> **EXERCISE DESCRIPTION**:
All of the records shown below need to be copied with no differences.

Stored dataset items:
⁂

//! memcalc - a four-function keypad calculator with memory
//!
//! The calculator is a state machine over button presses. It has two
//! operand buffers, a pending operator, a memory register and a single
//! display line. A panel (the terminal keypad in [`tui`], or anything else)
//! forwards [`Token`](core::Token)s and renders the returned
//! [`Update`](core::Update).
//!
//! # Example
//!
//! ```rust
//! use memcalc::prelude::*;
//!
//! let mut machine = InputStateMachine::new();
//! for label in ["1", "2", "*", "4", "="] {
//!     machine.press(label).unwrap();
//! }
//! assert_eq!(machine.display(), "48");
//!
//! // Operators only apply to a complete first operand
//! let update = machine.handle_input(Token::Operator(Operator::Add));
//! assert_eq!(update.display, "ERROR");
//!
//! // The primitives work on operand text directly
//! assert_eq!(arithmetic::multiply("63.354", "8.31").unwrap(), "526.47174");
//! ```

#![cfg_attr(
    test,
    allow(
        clippy::unwrap_used,
        clippy::expect_used,
        clippy::panic,
        clippy::float_cmp
    )
)]
#![warn(missing_docs)]
#![warn(missing_debug_implementations)]

pub mod core;
pub mod driver;

#[cfg(feature = "tui")]
pub mod tui;

/// Prelude for convenient imports
pub mod prelude {
    pub use crate::core::arithmetic;
    pub use crate::core::{
        CalcError, CalcResult, Evaluated, InputStateMachine, MachineSnapshot, MemoryRegister,
        Operator, Token, Update, ERROR_DISPLAY, OVERFLOW_DISPLAY,
    };
    pub use crate::driver::{KeypadDriver, MachineDriver};

    #[cfg(feature = "tui")]
    pub use crate::driver::TuiDriver;
}
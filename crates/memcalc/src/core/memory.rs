//! Memory register
//!
//! A single numeric slot that survives the transient clear. The value is
//! kept as display text so recall puts exactly what the user saw back into
//! an operand buffer.

use serde::{Deserialize, Serialize};

use crate::core::{arithmetic, CalcResult};

/// The M+/M-/MR/MC register
#[derive(Debug, Clone, PartialEq, Eq, Serialize, Deserialize)]
#[serde(transparent)]
pub struct MemoryRegister {
    value: String,
}

impl Default for MemoryRegister {
    fn default() -> Self {
        Self::new()
    }
}

impl MemoryRegister {
    /// Value held after construction and after [`MemoryRegister::clear`]
    pub const ZERO: &'static str = "0";

    /// Creates a register holding zero
    #[must_use]
    pub fn new() -> Self {
        Self {
            value: Self::ZERO.to_string(),
        }
    }

    /// Returns the stored value as text
    #[must_use]
    pub fn value(&self) -> &str {
        &self.value
    }

    /// Returns true while the register holds zero
    #[must_use]
    pub fn is_zero(&self) -> bool {
        self.value == Self::ZERO
    }

    /// Adds `amount` to the register.
    ///
    /// On failure the register keeps its previous value.
    pub fn add(&mut self, amount: &str) -> CalcResult<()> {
        self.value = arithmetic::add(&self.value, amount)?;
        Ok(())
    }

    /// Subtracts `amount` from the register.
    ///
    /// On failure the register keeps its previous value.
    pub fn subtract(&mut self, amount: &str) -> CalcResult<()> {
        self.value = arithmetic::subtract(&self.value, amount)?;
        Ok(())
    }

    /// Resets the register to zero
    pub fn clear(&mut self) {
        self.value = Self::ZERO.to_string();
    }
}
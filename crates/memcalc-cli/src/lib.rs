//! memcalc CLI library
//!
//! Command line front end for the memcalc keypad calculator.
//!
//! ## Usage
//!
//! ```bash
//! memcalc                          # Open the interactive keypad
//! memcalc tui --log-file calc.log  # Same, with logs written to a file
//! memcalc press 1 2 "*" 4 =        # Print the display after the presses
//! memcalc press 9 SR = --steps     # Print the display after every press
//! memcalc tokens                   # List the buttons
//! ```

#![warn(missing_docs)]
#![allow(clippy::module_name_repetitions)]
#![allow(clippy::missing_errors_doc)]

mod commands;
mod config;
mod error;
pub mod logging;
mod runner;

pub use commands::{Cli, Commands, PressArgs, TuiArgs};
pub use config::{CliConfig, Verbosity};
pub use error::{CliError, CliResult};
pub use runner::{run_press, run_tokens, run_tui};
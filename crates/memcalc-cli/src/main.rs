//! memcalc: keypad calculator with memory
//!
//! ## Usage
//!
//! ```bash
//! memcalc                    # Interactive keypad
//! memcalc press 6 4 SR =     # Prints 8
//! memcalc tokens             # Lists the buttons
//! ```

use clap::Parser;
use memcalc_cli::{
    logging, run_press, run_tokens, run_tui, Cli, CliConfig, CliResult, Commands, TuiArgs,
    Verbosity,
};
use std::io;
use std::process::ExitCode;

fn main() -> ExitCode {
    match run() {
        Ok(()) => ExitCode::SUCCESS,
        Err(e) => {
            eprintln!("Error: {e}");
            ExitCode::FAILURE
        }
    }
}

fn run() -> CliResult<()> {
    let cli = Cli::parse();
    let command = cli.command.unwrap_or(Commands::Tui(TuiArgs::default()));
    let config = build_config(cli.verbose, cli.quiet, &command);

    match command {
        Commands::Tui(_) => {
            // The keypad owns the terminal, so logs only go to a file
            if let Some(path) = &config.log_file {
                logging::init_file(config.verbosity, path)?;
            }
            run_tui()
        }
        Commands::Press(args) => {
            logging::init_stderr(config.verbosity)?;
            run_press(&args, &mut io::stdout().lock())
        }
        Commands::Tokens => run_tokens(&mut io::stdout().lock()),
    }
}

fn build_config(verbose: u8, quiet: bool, command: &Commands) -> CliConfig {
    let mut config = CliConfig::new().with_verbosity(Verbosity::from_flags(verbose, quiet));
    if let Commands::Tui(TuiArgs {
        log_file: Some(path),
    }) = command
    {
        config = config.with_log_file(path.clone());
    }
    config
}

⁂

> **ANSWER SPACE**:
//! memcalc - a four-function keypad calculator with memory
//!
//! The calculator is a state machine over button presses. It has two
//! operand buffers, a pending operator, a memory register and a single
//! display line. A panel (the terminal keypad in [`tui`], or anything else)
//! forwards [`Token`](core::Token)s and renders the returned
//! [`Update`](core::Update).
//!
//! # Example
//!
//! ```rust
//! use memcalc::prelude::*;
//!
//! let mut machine = InputStateMachine::new();
//! for label in ["1", "2", "*", "4", "="] {
//!     machine.press(label).unwrap();
//! }
//! assert_eq!(machine.display(), "48");
//!
//! // Operators only apply to a complete first operand
//! let update = machine.handle_input(Token::Operator(Operator::Add));
//! assert_eq!(update.display, "ERROR");
//!
//! // The primitives work on operand text directly
//! assert_eq!(arithmetic::multiply("63.354", "8.31").unwrap(), "526.47174");
//! ```

#![cfg_attr(
    test,
    allow(
        clippy::unwrap_used,
        clippy::expect_used,
        clippy::panic,
        clippy::float_cmp
    )
)]
#![warn(missing_docs)]
#![warn(missing_debug_implementations)]

pub mod core;
pub mod driver;

#[cfg(feature = "tui")]
pub mod tui;

/// Prelude for convenient imports
pub mod prelude {
    pub use crate::core::arithmetic;
    pub use crate::core::{
        CalcError, CalcResult, Evaluated, InputStateMachine, MachineSnapshot, MemoryRegister,
        Operator, Token, Update, ERROR_DISPLAY, OVERFLOW_DISPLAY,
    };
    pub use crate::driver::{KeypadDriver, MachineDriver};

    #[cfg(feature = "tui")]
    pub use crate::driver::TuiDriver;
}
filename crates/memcalc/src/core/memory.rs
//! Memory register
//!
//! A single numeric slot that survives the transient clear. The value is
//! kept as display text so recall puts exactly what the user saw back into
//! an operand buffer.

use serde::{Deserialize, Serialize};

use crate::core::{arithmetic, CalcResult};

/// The M+/M-/MR/MC register
#[derive(Debug, Clone, PartialEq, Eq, Serialize, Deserialize)]
#[serde(transparent)]
pub struct MemoryRegister {
    value: String,
}

impl Default for MemoryRegister {
    fn default() -> Self {
        Self::new()
    }
}

impl MemoryRegister {
    /// Value held after construction and after [`MemoryRegister::clear`]
    pub const ZERO: &'static str = "0";

    /// Creates a register holding zero
    #[must_use]
    pub fn new() -> Self {
        Self {
            value: Self::ZERO.to_string(),
        }
    }

    /// Returns the stored value as text
    #[must_use]
    pub fn value(&self) -> &str {
        &self.value
    }

    /// Returns true while the register holds zero
    #[must_use]
    pub fn is_zero(&self) -> bool {
        self.value == Self::ZERO
    }

    /// Adds `amount` to the register.
    ///
    /// On failure the register keeps its previous value.
    pub fn add(&mut self, amount: &str) -> CalcResult<()> {
        self.value = arithmetic::add(&self.value, amount)?;
        Ok(())
    }

    /// Subtracts `amount` from the register.
    ///
    /// On failure the register keeps its previous value.
    pub fn subtract(&mut self, amount: &str) -> CalcResult<()> {
        self.value = arithmetic::subtract(&self.value, amount)?;
        Ok(())
    }

    /// Resets the register to zero
    pub fn clear(&mut self) {
        self.value = Self::ZERO.to_string();
    }
}
filename crates/memcalc-cli/src/lib.rs
//! memcalc CLI library
//!
//! Command line front end for the memcalc keypad calculator.
//!
//! ## Usage
//!
//! ```bash
//! memcalc                          # Open the interactive keypad
//! memcalc tui --log-file calc.log  # Same, with logs written to a file
//! memcalc press 1 2 "*" 4 =        # Print the display after the presses
//! memcalc press 9 SR = --steps     # Print the display after every press
//! memcalc tokens                   # List the buttons
//! ```

#![warn(missing_docs)]
#![allow(clippy::module_name_repetitions)]
#![allow(clippy::missing_errors_doc)]

mod commands;
mod config;
mod error;
pub mod logging;
mod runner;

pub use commands::{Cli, Commands, PressArgs, TuiArgs};
pub use config::{CliConfig, Verbosity};
pub use error::{CliError, CliResult};
pub use runner::{run_press, run_tokens, run_tui};
filename crates/memcalc-cli/src/main.rs
//! memcalc: keypad calculator with memory
//!
//! ## Usage
//!
//! ```bash
//! memcalc                    # Interactive keypad
//! memcalc press 6 4 SR =     # Prints 8
//! memcalc tokens             # Lists the buttons
//! ```

use clap::Parser;
use memcalc_cli::{
    logging, run_press, run_tokens, run_tui, Cli, CliConfig, CliResult, Commands, TuiArgs,
    Verbosity,
};
use std::io;
use std::process::ExitCode;

fn main() -> ExitCode {
    match run() {
        Ok(()) => ExitCode::SUCCESS,
        Err(e) => {
            eprintln!("Error: {e}");
            ExitCode::FAILURE
        }
    }
}

fn run() -> CliResult<()> {
    let cli = Cli::parse();
    let command = cli.command.unwrap_or(Commands::Tui(TuiArgs::default()));
    let config = build_config(cli.verbose, cli.quiet, &command);

    match command {
        Commands::Tui(_) => {
            // The keypad owns the terminal, so logs only go to a file
            if let Some(path) = &config.log_file {
                logging::init_file(config.verbosity, path)?;
            }
            run_tui()
        }
        Commands::Press(args) => {
            logging::init_stderr(config.verbosity)?;
            run_press(&args, &mut io::stdout().lock())
        }
        Commands::Tokens => run_tokens(&mut io::stdout().lock()),
    }
}

fn build_config(verbose: u8, quiet: bool, command: &Commands) -> CliConfig {
    let mut config = CliConfig::new().with_verbosity(Verbosity::from_flags(verbose, quiet));
    if let Commands::Tui(TuiArgs {
        log_file: Some(path),
    }) = command
    {
        config = config.with_log_file(path.clone());
    }
    config
}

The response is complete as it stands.